◆ What to do: Return the lines of the data below exactly. Start at the first and end with the line containing "impl Default for".

◆ Exercise input:
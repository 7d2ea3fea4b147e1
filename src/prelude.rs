//! Prelude module for common imports
//!
//! Consolidates the types nearly every module touches: the 256-bit integer
//! used for felts and sqrt ratios, the exact decimal type used for
//! percentages, and the SDK error/result pair.

pub use alloy_primitives::U256;
pub use rust_decimal::Decimal;

pub use crate::core::{Address, SdkError, SdkResult};
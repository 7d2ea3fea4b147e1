//! Shared mock transport for batch-construction tests.

use std::sync::{Arc, Mutex};

use alloy_primitives::U256;
use async_trait::async_trait;
use maelstrom_sdk::calls::{RouteNode, TokenAmount};
use maelstrom_sdk::{
    CallBatch, Confirmation, MaelstromClient, PoolKey, PoolPrice, ProtocolConfig, Provider, Quote,
    SdkError, SdkResult, StaticTokenRegistry, Tick, TxHash,
};
use rust_decimal_macros::dec;

/// Canned chain state: one pool, one quote, one confirmation. Submitted
/// batches are recorded for inspection.
pub struct MockProvider {
    pub sqrt_ratio: U256,
    pub tick: Tick,
    pub quote: Quote,
    pub pool_exists: bool,
    pub succeed: bool,
    pub minted_position_id: Option<u64>,
    pub submitted: Mutex<Vec<CallBatch>>,
}

impl Default for MockProvider {
    fn default() -> Self {
        MockProvider {
            // 1.0 in Q64.128
            sqrt_ratio: U256::from(1u8) << 128,
            tick: Tick::from_i64(0),
            quote: Quote {
                delta0: 0,
                delta1: 0,
            },
            pool_exists: true,
            succeed: true,
            minted_position_id: None,
            submitted: Mutex::new(Vec::new()),
        }
    }
}

#[async_trait]
impl Provider for MockProvider {
    async fn pool_price(&self, _key: &PoolKey) -> SdkResult<PoolPrice> {
        if !self.pool_exists {
            return Err(SdkError::PoolNotFound {
                fee_percent: dec!(0.3),
                tick_spacing_percent: dec!(0.6),
            });
        }
        Ok(PoolPrice {
            sqrt_ratio: self.sqrt_ratio,
            tick: self.tick,
        })
    }

    async fn quote(&self, _node: &RouteNode, _amount: &TokenAmount) -> SdkResult<Quote> {
        Ok(self.quote)
    }

    async fn submit(&self, batch: CallBatch) -> SdkResult<TxHash> {
        self.submitted.lock().unwrap().push(batch);
        Ok(TxHash(U256::from(0xabcdu64)))
    }

    async fn wait_for_confirmation(&self, tx_hash: TxHash) -> SdkResult<Confirmation> {
        Ok(Confirmation {
            tx_hash,
            succeeded: self.succeed,
            revert_reason: if self.succeed {
                None
            } else {
                Some("minimum amount not cleared".to_string())
            },
            minted_position_id: self.minted_position_id,
        })
    }
}

pub fn client_with(provider: MockProvider) -> (MaelstromClient, Arc<MockProvider>) {
    let provider = Arc::new(provider);
    let client = MaelstromClient::new(
        provider.clone(),
        Arc::new(StaticTokenRegistry::mainnet()),
        Arc::new(ProtocolConfig::mainnet()),
    );
    (client, provider)
}
// Pool inspection commands

use anyhow::Result;
use clap::{Args, Subcommand};
use rust_decimal::Decimal;

use super::utils::{client, info, parse_token};

#[derive(Args)]
pub struct PoolCmd {
    #[command(subcommand)]
    command: PoolSubcommand,
}

#[derive(Subcommand)]
enum PoolSubcommand {
    /// Read the current pool price
    Price {
        /// First token (symbol or 0x address)
        #[arg(long)]
        token_a: String,

        /// Second token (symbol or 0x address)
        #[arg(long)]
        token_b: String,

        /// Fee in percent (0.05 means 0.05%)
        #[arg(long, default_value = "0.3")]
        fee: Decimal,

        /// Tick spacing in percent
        #[arg(long, default_value = "0.6")]
        tick_spacing: Decimal,
    },

    /// Show the canonical pool key for a token pair
    Key {
        /// First token (symbol or 0x address)
        #[arg(long)]
        token_a: String,

        /// Second token (symbol or 0x address)
        #[arg(long)]
        token_b: String,

        /// Fee in percent
        #[arg(long, default_value = "0.3")]
        fee: Decimal,

        /// Tick spacing in percent
        #[arg(long, default_value = "0.6")]
        tick_spacing: Decimal,
    },
}

pub async fn execute(cmd: PoolCmd, rpc_url: &str, deployment: &str) -> Result<()> {
    match cmd.command {
        PoolSubcommand::Price {
            token_a,
            token_b,
            fee,
            tick_spacing,
        } => {
            let client = client(rpc_url, deployment)?;
            let pool = client
                .pool
                .resolve_pool_key(&parse_token(&token_a)?, &parse_token(&token_b)?, fee, tick_spacing, None)
                .await?;
            let price = client.pool.price(&pool.key).await?;
            let display = client.pool.price_display(&pool).await?;

            info(&format!(
                "Pool {} / {} (fee {fee}%, tick spacing {tick_spacing}%)",
                pool.token0.symbol, pool.token1.symbol
            ));
            info(&format!("Sqrt ratio: {:#x}", price.sqrt_ratio));
            info(&format!("Tick: {}", price.tick));
            info(&format!(
                "Price: {display} {} per {}",
                pool.token1.symbol, pool.token0.symbol
            ));
            Ok(())
        }

        PoolSubcommand::Key {
            token_a,
            token_b,
            fee,
            tick_spacing,
        } => {
            let client = client(rpc_url, deployment)?;
            let pool = client
                .pool
                .resolve_pool_key(&parse_token(&token_a)?, &parse_token(&token_b)?, fee, tick_spacing, None)
                .await?;
            println!("{}", serde_json::to_string_pretty(&pool.key)?);
            info(&format!(
                "token0 = {} ({}), token1 = {} ({})",
                pool.token0.symbol, pool.token0.address, pool.token1.symbol, pool.token1.address
            ));
            Ok(())
        }
    }
}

◆ Result:
repository 7d2ea3fea4b147e1
filename src/prelude.rs
//! Prelude module for common imports
//!
//! Consolidates the types nearly every module touches: the 256-bit integer
//! used for felts and sqrt ratios, the exact decimal type used for
//! percentages, and the SDK error/result pair.

pub use alloy_primitives::U256;
pub use rust_decimal::Decimal;

pub use crate::core::{Address, SdkError, SdkResult};
repository 7d2ea3fea4b147e1
//! Shared mock transport for batch-construction tests.

use std::sync::{Arc, Mutex};

use alloy_primitives::U256;
use async_trait::async_trait;
use maelstrom_sdk::calls::{RouteNode, TokenAmount};
use maelstrom_sdk::{
    CallBatch, Confirmation, MaelstromClient, PoolKey, PoolPrice, ProtocolConfig, Provider, Quote,
    SdkError, SdkResult, StaticTokenRegistry, Tick, TxHash,
};
use rust_decimal_macros::dec;

/// Canned chain state: one pool, one quote, one confirmation. Submitted
/// batches are recorded for inspection.
pub struct MockProvider {
    pub sqrt_ratio: U256,
    pub tick: Tick,
    pub quote: Quote,
    pub pool_exists: bool,
    pub succeed: bool,
    pub minted_position_id: Option<u64>,
    pub submitted: Mutex<Vec<CallBatch>>,
}

impl Default for MockProvider {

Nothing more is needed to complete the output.